本堆積物は水沼火砕流噴火直後に発生したラハール堆積物である.
分布・構造 本堆積物は,図幅地域北東部の只見川右岸の柳津町石神周辺の標高290〜300 m の段丘面を構成する.本堆積物の主要な分布はより下流の「喜多方」図幅内にある.
層序関係 下位層を不整合に覆う.
層厚 石神での層厚は約20m .
岩相 本堆積物は,黒雲母カミングトン閃石普通角閃石デイサイト礫と結晶片に富んだ砂からなり,各種基盤岩の円礫を伴う.礫層は塊状,岩片支持で極粗粒-粗粒砂の基質を持っている.礫の最大径は10 cm 前後である.大部分を占める水沼火砕物起源のデイサイトはやや発泡した石質の岩片がほとんどで,発泡した軽石質のものは少ない.砂層は中礫混じりの極粗粒-中粒砂で,連続性の悪い平行層理や低角斜交層理,まれにトラフ型斜交層理を持つ.柳津町石神の広域農道切り割りでは,堆積物の基底から80 cm の位置に,厚さ5 cm で最大径1.5 cm の火山豆石を含んだガラス質の降下粗粒火山灰が挟まれており,ラハール発生の初期には噴火活動(二次爆発を含む)が継続していたことが伺える(第6図).

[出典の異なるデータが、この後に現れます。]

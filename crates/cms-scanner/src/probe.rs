//! Binary content detection with a per-scanner cache.
//!
//! A file is binary if its leading bytes contain a NUL. Results are cached by
//! [`ContentSignature`], the lowercased extension, so only the first file of
//! each kind is read. Files without an extension have no signature and are
//! always read.

use std::fs::File;
use std::io::Read;

use camino::Utf8Path;
use parking_lot::RwLock;
use rustc_hash::FxHashMap;

use crate::error::ScanError;

/// The content class of a file, derived from its name alone.
#[derive(Debug, Clone, PartialEq, Eq, Hash)]
pub struct ContentSignature {
    /// Lowercased extension, never empty.
    pub extension: String,
}

impl ContentSignature {
    /// Returns the signature of `path`, or `None` if it has no extension.
    #[must_use]
    pub fn of(path: &Utf8Path) -> Option<Self> {
        path.extension()
            .filter(|ext| !ext.is_empty())
            .map(|ext| Self {
                extension: ext.to_ascii_lowercase(),
            })
    }
}

/// Outcome of one probe.
#[derive(Debug, Clone, Copy, PartialEq, Eq)]
pub struct Probe {
    /// Whether the content is binary.
    pub is_binary: bool,
    /// Whether the answer came from the cache.
    pub cached: bool,
}

/// Cache of binary probe results, owned by one scanner.
///
/// # Examples
///
/// ```
/// use cms_scanner::BinaryProbeCache;
/// use camino::Utf8Path;
///
/// let dir = tempfile::TempDir::new().unwrap();
/// let root = Utf8Path::from_path(dir.path()).unwrap();
/// std::fs::write(root.join("blob.dat"), b"\x7fELF\0\0\0").unwrap();
/// std::fs::write(root.join("other.DAT"), b"\x7fELF\0\0\0").unwrap();
///
/// let cache = BinaryProbeCache::new();
/// assert!(cache.probe(&root.join("blob.dat"), 512).unwrap().is_binary);
/// assert!(cache.probe(&root.join("other.DAT"), 512).unwrap().cached);
/// ```
#[derive(Debug, Default)]
pub struct BinaryProbeCache {
    results: RwLock<FxHashMap<ContentSignature, bool>>,
}

impl BinaryProbeCache {
    /// Creates an empty cache.
    #[inline]
    #[must_use]
    pub fn new() -> Self {
        Self::default()
    }

    /// Reports whether `path` is binary.
    ///
    /// The cache is consulted before the file is opened; on a miss up to
    /// `sniff_bytes` are read and the answer is stored for the file's
    /// signature.
    pub fn probe(&self, path: &Utf8Path, sniff_bytes: usize) -> Result<Probe, ScanError> {
        let signature = ContentSignature::of(path);
        if let Some(signature) = &signature {
            if let Some(&is_binary) = self.results.read().get(signature) {
                return Ok(Probe {
                    is_binary,
                    cached: true,
                });
            }
        }

        let file = File::open(path).map_err(|e| ScanError::read(path, e))?;
        let mut head = Vec::with_capacity(sniff_bytes);
        file.take(sniff_bytes as u64)
            .read_to_end(&mut head)
            .map_err(|e| ScanError::read(path, e))?;

        let is_binary = looks_binary(&head);
        if let Some(signature) = signature {
            self.results.write().insert(signature, is_binary);
        }
        Ok(Probe {
            is_binary,
            cached: false,
        })
    }

    /// Returns the number of cached signatures.
    #[must_use]
    pub fn len(&self) -> usize {
        self.results.read().len()
    }

    /// Returns `true` if nothing is cached.
    #[must_use]
    pub fn is_empty(&self) -> bool {
        self.results.read().is_empty()
    }

    /// Drops every cached result.
    pub fn clear(&self) {
        self.results.write().clear();
    }
}

/// Returns `true` if `head` contains a NUL byte.
#[inline]
#[must_use]
pub fn looks_binary(head: &[u8]) -> bool {
    head.contains(&0)
}

#[cfg(test)]
mod tests {
    use super::*;
    use camino::Utf8PathBuf;

    fn write(dir: &tempfile::TempDir, name: &str, content: &[u8]) -> Utf8PathBuf {
        let path = Utf8Path::from_path(dir.path()).unwrap().join(name);
        std::fs::write(&path, content).unwrap();
        path
    }

    #[test]
    fn test_text_is_not_binary() {
        let dir = tempfile::TempDir::new().unwrap();
        let path = write(&dir, "notes.txt", b"plain text\n");
        let probe = BinaryProbeCache::new().probe(&path, 512).unwrap();
        assert!(!probe.is_binary);
        assert!(!probe.cached);
    }

    #[test]
    fn test_same_extension_shares_entry() {
        let dir = tempfile::TempDir::new().unwrap();
        let a = write(&dir, "a.bin", b"\0\x01\x02");
        let b = write(&dir, "b.BIN", b"\0\x01\x02");
        let cache = BinaryProbeCache::new();
        assert!(!cache.probe(&a, 512).unwrap().cached);
        assert!(cache.probe(&b, 512).unwrap().cached);
        assert_eq!(cache.len(), 1);
    }

    #[test]
    fn test_cache_hit_does_not_open_the_file() {
        let dir = tempfile::TempDir::new().unwrap();
        let seen = write(&dir, "first.dat", b"\0\0");
        let cache = BinaryProbeCache::new();
        assert!(cache.probe(&seen, 512).unwrap().is_binary);

        // Never written: a read would fail.
        let absent = Utf8Path::from_path(dir.path()).unwrap().join("second.dat");
        let probe = cache.probe(&absent, 512).unwrap();
        assert!(probe.cached);
        assert!(probe.is_binary);
    }

    #[test]
    fn test_files_without_extension_are_not_cached() {
        let dir = tempfile::TempDir::new().unwrap();
        let text = write(&dir, "README", b"text\n");
        let blob = write(&dir, "blob", b"\0\x01");
        let cache = BinaryProbeCache::new();
        assert!(!cache.probe(&text, 512).unwrap().is_binary);
        let probe = cache.probe(&blob, 512).unwrap();
        assert!(probe.is_binary);
        assert!(!probe.cached);
        assert!(cache.is_empty());
    }

    #[test]
    fn test_nul_beyond_sniff_window() {
        let dir = tempfile::TempDir::new().unwrap();
        let mut content = vec![b'a'; 16];
        content.push(0);
        let path = write(&dir, "late.dat", &content);
        assert!(!BinaryProbeCache::new().probe(&path, 8).unwrap().is_binary);
        assert!(BinaryProbeCache::new().probe(&path, 64).unwrap().is_binary);
    }

    #[test]
    fn test_missing_file_is_read_error() {
        let err = BinaryProbeCache::new()
            .probe(Utf8Path::new("/definitely/not/here"), 16)
            .unwrap_err();
        assert!(err.is_recoverable());
    }
}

本堆積物は水沼火砕流噴火直後に只見川流域で発生したラハール堆積物で,黒雲母カミングトン閃石普通角閃石デイサイト礫と結晶片に富んだ礫と平行層理の発達がよい砂からなる.礫と砂の間には層厚5 cmで,最大径1.5 cm の火山豆石を含んだ粗粒砂-中粒砂サイズのガラス質火山灰が挟まれている.柳津町石神.
(図幅第6.5図)
年代・対比 地質学的には,水沼火砕堆積物と一連の堆積物である.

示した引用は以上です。